--- DATA SHOWN ---

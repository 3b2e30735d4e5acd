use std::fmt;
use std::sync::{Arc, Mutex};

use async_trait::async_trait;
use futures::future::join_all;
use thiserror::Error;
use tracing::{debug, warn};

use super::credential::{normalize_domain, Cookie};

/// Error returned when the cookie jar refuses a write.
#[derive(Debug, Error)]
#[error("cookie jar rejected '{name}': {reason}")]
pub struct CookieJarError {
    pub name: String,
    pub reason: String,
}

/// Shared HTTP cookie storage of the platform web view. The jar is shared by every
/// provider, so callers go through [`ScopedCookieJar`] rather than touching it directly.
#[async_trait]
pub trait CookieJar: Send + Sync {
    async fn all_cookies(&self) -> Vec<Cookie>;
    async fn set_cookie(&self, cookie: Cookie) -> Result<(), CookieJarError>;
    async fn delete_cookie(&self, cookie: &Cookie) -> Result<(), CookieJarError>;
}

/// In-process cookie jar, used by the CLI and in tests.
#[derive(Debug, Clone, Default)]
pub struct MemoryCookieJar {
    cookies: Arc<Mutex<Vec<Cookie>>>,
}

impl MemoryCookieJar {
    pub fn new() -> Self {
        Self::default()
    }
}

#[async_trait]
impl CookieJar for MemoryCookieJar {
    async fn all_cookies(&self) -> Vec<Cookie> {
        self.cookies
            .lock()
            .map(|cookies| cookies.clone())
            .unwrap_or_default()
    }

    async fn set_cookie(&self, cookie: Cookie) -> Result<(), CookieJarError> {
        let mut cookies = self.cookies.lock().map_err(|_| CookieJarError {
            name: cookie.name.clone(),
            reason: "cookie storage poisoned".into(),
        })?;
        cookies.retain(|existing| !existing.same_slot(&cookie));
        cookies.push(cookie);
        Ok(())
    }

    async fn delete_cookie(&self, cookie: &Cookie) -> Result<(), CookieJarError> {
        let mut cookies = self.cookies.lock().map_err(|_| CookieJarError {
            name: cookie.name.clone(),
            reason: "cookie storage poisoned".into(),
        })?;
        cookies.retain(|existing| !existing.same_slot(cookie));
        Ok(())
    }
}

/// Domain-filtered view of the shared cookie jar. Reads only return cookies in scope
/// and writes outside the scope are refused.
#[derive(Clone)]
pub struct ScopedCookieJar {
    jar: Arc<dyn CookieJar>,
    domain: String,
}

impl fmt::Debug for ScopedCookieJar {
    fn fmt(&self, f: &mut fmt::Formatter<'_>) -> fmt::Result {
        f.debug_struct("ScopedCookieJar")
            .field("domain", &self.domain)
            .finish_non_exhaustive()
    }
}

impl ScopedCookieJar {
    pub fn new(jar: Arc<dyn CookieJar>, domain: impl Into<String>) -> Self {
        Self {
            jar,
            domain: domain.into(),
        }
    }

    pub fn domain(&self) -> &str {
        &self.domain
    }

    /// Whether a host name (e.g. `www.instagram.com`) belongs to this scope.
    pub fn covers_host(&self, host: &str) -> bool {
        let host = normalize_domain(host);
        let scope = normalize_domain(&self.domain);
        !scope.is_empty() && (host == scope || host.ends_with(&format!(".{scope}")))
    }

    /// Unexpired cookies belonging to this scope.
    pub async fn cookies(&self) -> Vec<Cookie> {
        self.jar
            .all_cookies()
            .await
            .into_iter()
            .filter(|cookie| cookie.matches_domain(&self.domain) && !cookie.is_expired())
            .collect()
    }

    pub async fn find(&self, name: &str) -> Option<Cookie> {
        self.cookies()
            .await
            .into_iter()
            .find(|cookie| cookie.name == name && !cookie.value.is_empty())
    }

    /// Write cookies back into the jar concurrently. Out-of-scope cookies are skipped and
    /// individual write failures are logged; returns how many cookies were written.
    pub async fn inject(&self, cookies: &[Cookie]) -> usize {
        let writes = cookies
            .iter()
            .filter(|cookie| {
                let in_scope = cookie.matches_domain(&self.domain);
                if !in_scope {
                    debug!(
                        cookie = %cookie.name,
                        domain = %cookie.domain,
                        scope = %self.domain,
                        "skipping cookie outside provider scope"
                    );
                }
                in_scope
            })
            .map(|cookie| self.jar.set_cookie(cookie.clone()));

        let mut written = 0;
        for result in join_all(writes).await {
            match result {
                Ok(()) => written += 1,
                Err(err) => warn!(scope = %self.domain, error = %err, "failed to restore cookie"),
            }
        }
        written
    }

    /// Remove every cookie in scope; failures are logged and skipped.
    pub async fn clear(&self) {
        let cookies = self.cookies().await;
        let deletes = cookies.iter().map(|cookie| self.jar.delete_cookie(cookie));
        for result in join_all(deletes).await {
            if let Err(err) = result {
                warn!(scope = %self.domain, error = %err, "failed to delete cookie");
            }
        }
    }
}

---

**EXERCISE REQUIREMENTS**
Read the data above. Pull out each line in which the string "writes" appears.

**EXERCISE RESPONSE**
/// and writes outside the scope are refused.
        let writes = cookies
        for result in join_all(writes).await {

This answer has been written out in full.